Well, I found something new this morning. Extensive slime trails around the pot glistened like spun silver in the morning sun, and I removed carefully three oak leaves from this small pot in my small hosta allee (walkway or alley).

And there they were. Fat, full, and slimy. Four worms or larva, which I'm thinking could be the hatching sawfly larva?

But I've never seen these things before, so I don't know.

Don't think they are slugs, because they are usually dark brown and different shaped, not really wormy looking. However, I'm told there are many KINDS of slugs, so I ask in puzzlement, WHAT ARE THESE SLIME BALLS?

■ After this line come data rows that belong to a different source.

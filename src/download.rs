//! Download session tracking for bulk history transfers
//!
//! `Idle -> Downloading -> Idle`. A download ends on whichever signal comes
//! first: the received count reaching the announced count, or an Ack/Nack
//! for the download command. Once `Idle`, later signals are no-ops, so
//! completion fires exactly once per download.
//!
//! The tracker has no timer. Liveness is the owner's job: watch the time
//! since the last inbound data and cancel when it stalls.

use serde::Serialize;
use tracing::{debug, info};

use crate::dispatch::{CLASS, Message, ids};

/// Session state
#[derive(Debug, Clone, Copy, Default, PartialEq, Eq, Serialize)]
pub enum DownloadState {
    #[default]
    Idle,
    Downloading,
}

/// Why a download left the `Downloading` state
#[derive(Debug, Clone, Copy, PartialEq, Eq, Serialize)]
pub enum CompletionReason {
    /// Every announced record arrived
    CountReached,
    /// The device acknowledged the download command (cancel confirmed or dump finished)
    Acknowledged,
    /// The device rejected the download command
    Rejected,
}

/// Snapshot of session counters
#[derive(Debug, Clone, Copy, Default, PartialEq, Eq, Serialize)]
pub struct DownloadProgress {
    pub state: DownloadState,
    pub received: u32,
    pub expected: u32,
}

impl DownloadProgress {
    /// Whether this snapshot describes a finished or never-started session.
    pub fn is_idle(&self) -> bool {
        self.state == DownloadState::Idle
    }
}

/// Output of the session state machine
#[derive(Debug, Clone, Copy, PartialEq, Eq, Serialize)]
pub enum DownloadEvent {
    Progress { received: u32, expected: u32 },
    Completed { received: u32, expected: u32, reason: CompletionReason },
}

/// Session fields a failed command write restores
#[derive(Debug, Clone, Copy)]
struct Checkpoint {
    progress: DownloadProgress,
    cancel_requested: bool,
}

/// In-progress bulk history transfer, owned by one connection
#[derive(Debug, Default, Clone)]
pub struct DownloadSession {
    state: DownloadState,
    expected: u32,
    received: u32,
    cancel_requested: bool,
    /// State before the last `begin`, until the device says anything about it
    before_begin: Option<Checkpoint>,
    /// Cancel flag before the last `request_cancel`
    cancel_before: Option<bool>,
}

impl DownloadSession {
    /// Create an idle session.
    pub fn new() -> Self {
        Self::default()
    }

    /// The host issued the download-start command.
    pub fn begin(&mut self) {
        info!("Download requested");
        self.before_begin =
            Some(Checkpoint { progress: self.progress(), cancel_requested: self.cancel_requested });
        self.cancel_before = None;
        self.state = DownloadState::Downloading;
        self.expected = 0;
        self.received = 0;
        self.cancel_requested = false;
    }

    /// The host issued the cancel command. The session stays `Downloading`
    /// until the device answers or the count completes.
    pub fn request_cancel(&mut self) {
        if self.state == DownloadState::Downloading {
            debug!("Download cancel requested at {}/{}", self.received, self.expected);
            self.cancel_before = Some(self.cancel_requested);
            self.cancel_requested = true;
        }
    }

    /// The download-start command never reached the device: return to the
    /// state before [`begin`](Self::begin). No-op once the device has
    /// announced a count or sent a record.
    pub fn abort_begin(&mut self) {
        let Some(checkpoint) = self.before_begin.take() else {
            debug!("Download already under way, nothing to roll back");
            return;
        };
        info!("Download request not sent, back to {:?}", checkpoint.progress.state);
        self.state = checkpoint.progress.state;
        self.expected = checkpoint.progress.expected;
        self.received = checkpoint.progress.received;
        self.cancel_requested = checkpoint.cancel_requested;
    }

    /// The cancel command never reached the device.
    pub fn abort_cancel(&mut self) {
        if let Some(previous) = self.cancel_before.take() {
            debug!("Download cancel not sent");
            self.cancel_requested = previous;
        }
    }

    /// The device announced how many records it will send.
    ///
    /// A device-initiated dump also enters `Downloading`.
    pub fn on_download_started(&mut self, expected: u32) -> DownloadEvent {
        info!("Download started: {} records expected", expected);
        self.before_begin = None;
        self.state = DownloadState::Downloading;
        self.expected = expected;
        self.received = 0;
        DownloadEvent::Progress { received: 0, expected }
    }

    /// A history record arrived.
    pub fn on_record(&mut self) -> Vec<DownloadEvent> {
        if self.state != DownloadState::Downloading {
            return Vec::new();
        }

        self.before_begin = None;
        self.received = self.received.saturating_add(1);
        let mut events =
            vec![DownloadEvent::Progress { received: self.received, expected: self.expected }];

        if self.expected > 0 && self.received >= self.expected {
            events.push(self.complete(CompletionReason::CountReached));
        }
        events
    }

    /// An Ack arrived echoing `(class, id)`.
    pub fn on_ack(&mut self, echoed_class: u8, echoed_id: u8) -> Option<DownloadEvent> {
        self.on_answer(echoed_class, echoed_id, CompletionReason::Acknowledged)
    }

    /// A Nack arrived echoing `(class, id)`.
    pub fn on_nack(&mut self, echoed_class: u8, echoed_id: u8) -> Option<DownloadEvent> {
        self.on_answer(echoed_class, echoed_id, CompletionReason::Rejected)
    }

    /// Feed any dispatched message; returns the resulting session events.
    pub fn handle(&mut self, message: &Message) -> Vec<DownloadEvent> {
        match message {
            Message::DownloadStarted { expected } => vec![self.on_download_started(*expected)],
            Message::HistoryRecord(_) => self.on_record(),
            Message::Ack(ack) => self.on_ack(ack.echoed_class, ack.echoed_id).into_iter().collect(),
            Message::Nack(nack) => {
                self.on_nack(nack.echoed_class, nack.echoed_id).into_iter().collect()
            }
            Message::Status(_) => Vec::new(),
        }
    }

    /// Current state.
    pub fn state(&self) -> DownloadState {
        self.state
    }

    /// Announced record count (0 until the device announces it).
    pub fn expected(&self) -> u32 {
        self.expected
    }

    /// Records received since the last announcement.
    pub fn received(&self) -> u32 {
        self.received
    }

    /// Whether a cancel is pending for the current download.
    pub fn cancel_requested(&self) -> bool {
        self.cancel_requested
    }

    /// Counter snapshot.
    pub fn progress(&self) -> DownloadProgress {
        DownloadProgress { state: self.state, received: self.received, expected: self.expected }
    }

    fn on_answer(
        &mut self,
        echoed_class: u8,
        echoed_id: u8,
        reason: CompletionReason,
    ) -> Option<DownloadEvent> {
        let answers_download = echoed_class == CLASS && echoed_id == ids::DOWNLOAD;
        if !answers_download || self.state != DownloadState::Downloading {
            return None;
        }
        Some(self.complete(reason))
    }

    fn complete(&mut self, reason: CompletionReason) -> DownloadEvent {
        info!(
            "Download finished ({:?}): {}/{} records{}",
            reason,
            self.received,
            self.expected,
            if self.cancel_requested { ", cancelled" } else { "" }
        );
        self.state = DownloadState::Idle;
        self.cancel_requested = false;
        self.before_begin = None;
        self.cancel_before = None;
        DownloadEvent::Completed { received: self.received, expected: self.expected, reason }
    }
}

#[cfg(test)]
mod tests {
    use super::*;

    fn completions(events: &[DownloadEvent]) -> usize {
        events.iter().filter(|e| matches!(e, DownloadEvent::Completed { .. })).count()
    }

    #[test]
    fn counted_download_reports_progress_and_completes_once() {
        let mut session = DownloadSession::new();
        session.begin();

        assert_eq!(
            session.on_download_started(3),
            DownloadEvent::Progress { received: 0, expected: 3 }
        );

        let mut all = Vec::new();
        for _ in 0..3 {
            all.extend(session.on_record());
        }

        assert_eq!(
            all,
            vec![
                DownloadEvent::Progress { received: 1, expected: 3 },
                DownloadEvent::Progress { received: 2, expected: 3 },
                DownloadEvent::Progress { received: 3, expected: 3 },
                DownloadEvent::Completed {
                    received: 3,
                    expected: 3,
                    reason: CompletionReason::CountReached
                },
            ]
        );
        assert_eq!(session.state(), DownloadState::Idle);

        // A late ack for the download command is a no-op
        assert_eq!(session.on_ack(0xFF, 0x23), None);
    }

    #[test]
    fn ack_completes_before_count() {
        let mut session = DownloadSession::new();
        session.begin();
        session.on_download_started(10);
        session.on_record();
        session.request_cancel();
        assert!(session.cancel_requested());
        assert_eq!(session.state(), DownloadState::Downloading);

        let event = session.on_ack(0xFF, 0x23).unwrap();
        assert_eq!(
            event,
            DownloadEvent::Completed {
                received: 1,
                expected: 10,
                reason: CompletionReason::Acknowledged
            }
        );
        assert!(!session.cancel_requested());

        // Records still in flight after the ack do not reopen the session
        assert!(session.on_record().is_empty());
    }

    #[test]
    fn nack_for_download_rejects() {
        let mut session = DownloadSession::new();
        session.begin();
        let event = session.on_nack(0xFF, 0x23).unwrap();
        assert!(matches!(event, DownloadEvent::Completed { reason: CompletionReason::Rejected, .. }));
    }

    #[test]
    fn unrelated_answers_are_ignored() {
        let mut session = DownloadSession::new();
        session.begin();
        assert_eq!(session.on_ack(0xFF, 0x22), None);
        assert_eq!(session.on_nack(0xFF, 0x30), None);
        assert_eq!(session.on_ack(0x05, 0x23), None);
        assert_eq!(session.state(), DownloadState::Downloading);
    }

    #[test]
    fn unknown_count_never_completes_by_count() {
        let mut session = DownloadSession::new();
        session.begin();
        session.on_download_started(0);
        let events: Vec<_> = (0..5).flat_map(|_| session.on_record()).collect();
        assert_eq!(completions(&events), 0);
        assert_eq!(session.received(), 5);
    }

    #[test]
    fn idle_records_are_not_counted() {
        let mut session = DownloadSession::new();
        assert!(session.on_record().is_empty());
        assert_eq!(session.progress(), DownloadProgress::default());
    }

    #[test]
    fn device_initiated_dump_enters_downloading() {
        let mut session = DownloadSession::new();
        session.on_download_started(1);
        assert_eq!(session.state(), DownloadState::Downloading);
        assert_eq!(completions(&session.on_record()), 1);
    }

    #[test]
    fn begin_resets_counters() {
        let mut session = DownloadSession::new();
        session.on_download_started(5);
        session.on_record();
        session.begin();
        assert_eq!(
            session.progress(),
            DownloadProgress { state: DownloadState::Downloading, received: 0, expected: 0 }
        );
    }

    #[test]
    fn unsent_begin_restores_previous_state() {
        let mut session = DownloadSession::new();
        session.begin();
        session.abort_begin();
        assert_eq!(session.progress(), DownloadProgress::default());

        // A finished download keeps its counters
        session.on_download_started(2);
        session.on_record();
        session.on_record();
        session.begin();
        session.abort_begin();
        assert_eq!(
            session.progress(),
            DownloadProgress { state: DownloadState::Idle, received: 2, expected: 2 }
        );
    }

    #[test]
    fn abort_after_device_answer_is_ignored() {
        let mut session = DownloadSession::new();
        session.begin();
        session.on_download_started(4);
        session.abort_begin();
        assert_eq!(session.state(), DownloadState::Downloading);
        assert_eq!(session.expected(), 4);
    }

    #[test]
    fn unsent_cancel_clears_the_request() {
        let mut session = DownloadSession::new();
        session.begin();
        session.on_download_started(10);
        session.request_cancel();
        session.abort_cancel();
        assert!(!session.cancel_requested());
        assert_eq!(session.state(), DownloadState::Downloading);

        // An earlier cancel that did go out survives a failed retry
        session.request_cancel();
        session.request_cancel();
        session.abort_cancel();
        assert!(session.cancel_requested());
    }
}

Now, I have out all sorts of safe slug bait, with the iron stuff in it to keep from killing the dogs and wild birds. I've sprayed down all the pots, leaves top and bottom, soil surface, of hosta and nearby plants, with the Bayer systemic containing Merit.

The hosta in this pot had NO leaf or petiole damage that I saw. Nothing chomped on, nothing falling over. But the green oak leaf had some definite signs of a feast around its margins, and four of the dinner guests were still there having a little dessert.

So what is it I have here? Is it another problem? Or is it perhaps what a sawfly larva looks like? Or a newly hatched slug of some rare southern species?

Do I keep doing MORE damage control? Using same stuff? Or will more frequent application of the 1:10 household ammonia/water get rid of them?